Among the lines below, list those containing the string "MutexGuard".

-------- Data for review

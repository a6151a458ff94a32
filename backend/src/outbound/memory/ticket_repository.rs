//! Mutex-guarded `TicketRepository`.

use std::sync::{Mutex, MutexGuard};

use async_trait::async_trait;

use crate::domain::lifecycle::{TicketOrder, TicketQuery, TicketRevision, TicketTransition};
use crate::domain::ports::{TicketPersistenceError, TicketRepository};
use crate::domain::{Ticket, TicketDraft, TicketId, TicketStatus};

/// In-memory ticket store preserving insertion order.
#[derive(Debug, Default)]
pub struct InMemoryTicketRepository {
    tickets: Mutex<Vec<Ticket>>,
}

impl InMemoryTicketRepository {
    /// Create an empty store.
    pub fn new() -> Self {
        Self::default()
    }

    fn tickets(&self) -> Result<MutexGuard<'_, Vec<Ticket>>, TicketPersistenceError> {
        self.tickets
            .lock()
            .map_err(|_| TicketPersistenceError::query("ticket store lock poisoned"))
    }
}

/// Locate a ticket whose stored status still equals `expected`.
fn slot_for<'a>(
    tickets: &'a mut [Ticket],
    id: TicketId,
    expected: TicketStatus,
) -> Result<&'a mut Ticket, TicketPersistenceError> {
    let slot = tickets
        .iter_mut()
        .find(|ticket| ticket.id() == id)
        .ok_or_else(|| TicketPersistenceError::not_found(id))?;
    if slot.status() != expected {
        return Err(TicketPersistenceError::stale_status(
            id,
            expected,
            slot.status(),
        ));
    }
    Ok(slot)
}

fn rebuild(draft: TicketDraft) -> Result<Ticket, TicketPersistenceError> {
    Ticket::restore(draft).map_err(|err| TicketPersistenceError::query(err.to_string()))
}

#[async_trait]
impl TicketRepository for InMemoryTicketRepository {
    async fn insert(&self, ticket: &Ticket) -> Result<(), TicketPersistenceError> {
        let mut tickets = self.tickets()?;
        if tickets.iter().any(|stored| stored.id() == ticket.id()) {
            return Err(TicketPersistenceError::query(format!(
                "ticket {} already exists",
                ticket.id()
            )));
        }
        tickets.push(ticket.clone());
        Ok(())
    }

    async fn find_by_id(&self, id: &TicketId) -> Result<Option<Ticket>, TicketPersistenceError> {
        Ok(self
            .tickets()?
            .iter()
            .find(|ticket| ticket.id() == *id)
            .cloned())
    }

    async fn list(&self, query: &TicketQuery) -> Result<Vec<Ticket>, TicketPersistenceError> {
        let mut matching: Vec<Ticket> = self
            .tickets()?
            .iter()
            .filter(|ticket| query.matches(ticket))
            .cloned()
            .collect();
        if query.order == TicketOrder::RecentlyUpdated {
            matching.sort_by(|a, b| {
                b.updated_at()
                    .cmp(&a.updated_at())
                    .then_with(|| b.id().cmp(&a.id()))
            });
        }
        Ok(matching)
    }

    async fn apply_transition(
        &self,
        transition: &TicketTransition,
    ) -> Result<Ticket, TicketPersistenceError> {
        let mut tickets = self.tickets()?;
        let slot = slot_for(&mut tickets, transition.ticket_id, transition.expected)?;
        let mut draft = slot.clone().into_draft();
        transition.change.apply_to(&mut draft);
        draft.updated_at = transition.updated_at();
        *slot = rebuild(draft)?;
        Ok(slot.clone())
    }

    async fn apply_revision(
        &self,
        revision: &TicketRevision,
    ) -> Result<Ticket, TicketPersistenceError> {
        let mut tickets = self.tickets()?;
        let slot = slot_for(&mut tickets, revision.ticket_id, revision.expected)?;
        let mut draft = slot.clone().into_draft();
        revision.edit.apply_to(&mut draft);
        draft.updated_at = revision.ticket.updated_at();
        *slot = rebuild(draft)?;
        Ok(slot.clone())
    }
}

----------------

## Task output
use std::sync::{Mutex, MutexGuard};
    fn tickets(&self) -> Result<MutexGuard<'_, Vec<Ticket>>, TicketPersistenceError> {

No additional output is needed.